WHAT TO WORK ON:
Write out exactly the lines of the entries below, from the first through the line containing "pub mod rate_limit;", and nothing beyond them.

** INPUT RECORDS follows **

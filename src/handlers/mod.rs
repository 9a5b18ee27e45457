// src/handlers/mod.rs
//
// Response-analysis chain: each handler recognises one class of upstream
// outcome and maps it to the pool signal the dispatch loop should apply.

pub mod auth;
pub mod base;
pub mod billing;
pub mod rate_limit;
pub mod server_error;
pub mod success;

pub use base::{Action, ResponseHandler};

use http::{HeaderMap, StatusCode};

/// The standard chain, in priority order. Billing runs before the generic
/// rate-limit and auth checks so terminal quota failures are not mistaken
/// for transient ones.
pub fn default_handlers() -> Vec<Box<dyn ResponseHandler>> {
    vec![
        Box::new(success::SuccessHandler),
        Box::new(billing::BillingHandler),
        Box::new(auth::AuthHandler),
        Box::new(rate_limit::RateLimitHandler),
        Box::new(server_error::ServerErrorHandler),
    ]
}

/// Run the chain; unmatched responses pass through untouched.
pub fn analyze(
    handlers: &[Box<dyn ResponseHandler>],
    status: StatusCode,
    headers: &HeaderMap,
    body: &[u8],
) -> Action {
    handlers
        .iter()
        .find_map(|h| h.handle(status, headers, body))
        .unwrap_or(Action::Passthrough)
}

#[cfg(test)]
mod tests {
    use super::*;

    #[test]
    fn chain_priority_billing_over_rate_limit() {
        let handlers = default_handlers();
        let body = br#"{"error":{"type":"insufficient_quota"}}"#;
        assert_eq!(
            analyze(&handlers, StatusCode::TOO_MANY_REQUESTS, &HeaderMap::new(), body),
            Action::RevokeKeyAndRetry
        );
        assert_eq!(
            analyze(&handlers, StatusCode::TOO_MANY_REQUESTS, &HeaderMap::new(), b"{}"),
            Action::RateLimitedRetry
        );
    }

    #[test]
    fn unmatched_status_passes_through() {
        let handlers = default_handlers();
        assert_eq!(
            analyze(&handlers, StatusCode::NOT_FOUND, &HeaderMap::new(), b"{}"),
            Action::Passthrough
        );
    }

    #[test]
    fn success_wins_first() {
        let handlers = default_handlers();
        assert_eq!(
            analyze(&handlers, StatusCode::OK, &HeaderMap::new(), b"{}"),
            Action::Success
        );
    }
}
/// Anthropic text-completion response -> OpenAI chat response.
///
/// Anthropic's text API reports no usage, so the block is synthesised from
/// token estimates. The id and created fields are lossy.
pub fn completion_to_openai_chat(resp: &Value) -> Result<Value> {
    let completion = resp
        .get("completion")
        .and_then(Value::as_str)
        .ok_or_else(|| AppError::bad_request("upstream response has no `completion` field"))?;
    let model = resp.get("model").and_then(Value::as_str).unwrap_or("claude");
    let id = resp
        .get("log_id")
        .and_then(Value::as_str)
        .unwrap_or("proxy");
    let completion_tokens = tokenizer::estimate_tokens_anthropic(completion);

    Ok(json!({
        "id": format!("chatcmpl-{id}"),
        "object": "chat.completion",
        "created": 0,
        "model": model,
        "choices": [{
            "index": 0,
            "message": {"role": "assistant", "content": completion.trim_start()},
            "finish_reason": map_stop_reason(resp.get("stop_reason").and_then(Value::as_str)),
        }],
        "usage": {
            "prompt_tokens": 0,
            "completion_tokens": completion_tokens,
            "total_tokens": completion_tokens,
        },
    }))
}

/// Anthropic messages response -> OpenAI chat response.
pub fn messages_to_openai_chat(resp: &Value) -> Result<Value> {
    let text = messages_text(resp);
    let model = resp.get("model").and_then(Value::as_str).unwrap_or("claude");
    let input_tokens = resp
        .pointer("/usage/input_tokens")
        .and_then(Value::as_u64)
        .unwrap_or(0);
    let output_tokens = resp
        .pointer("/usage/output_tokens")
        .and_then(Value::as_u64)
        .unwrap_or(0);

    Ok(json!({
        "id": resp.get("id").cloned().unwrap_or_else(|| json!("chatcmpl-proxy")),
        "object": "chat.completion",
        "created": 0,
        "model": model,
        "choices": [{
            "index": 0,
            "message": {"role": "assistant", "content": text},
            "finish_reason": map_stop_reason(resp.get("stop_reason").and_then(Value::as_str)),
        }],
        "usage": {
            "prompt_tokens": input_tokens,
            "completion_tokens": output_tokens,
            "total_tokens": input_tokens + output_tokens,
        },
    }))
}

/// Anthropic messages response -> legacy text-completion response.
pub fn messages_to_completion(resp: &Value) -> Result<Value> {
    let text = messages_text(resp);
    let stop_reason = match resp.get("stop_reason").and_then(Value::as_str) {
        Some("max_tokens") => "max_tokens",
        _ => "stop_sequence",
    };
    Ok(json!({
        "type": "completion",
        "id": resp.get("id").cloned().unwrap_or_else(|| json!("compl-proxy")),
        "completion": text,
        "stop_reason": stop_reason,
        "model": resp.get("model").cloned().unwrap_or_else(|| json!("claude")),
    }))
}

** End of INPUT RECORDS **

EXERCISE ANSWER:
filename src/handlers/mod.rs
repository 9a5b18ee27e45457
// src/handlers/mod.rs
//
// Response-analysis chain: each handler recognises one class of upstream
// outcome and maps it to the pool signal the dispatch loop should apply.

pub mod auth;
pub mod base;
pub mod billing;
pub mod rate_limit;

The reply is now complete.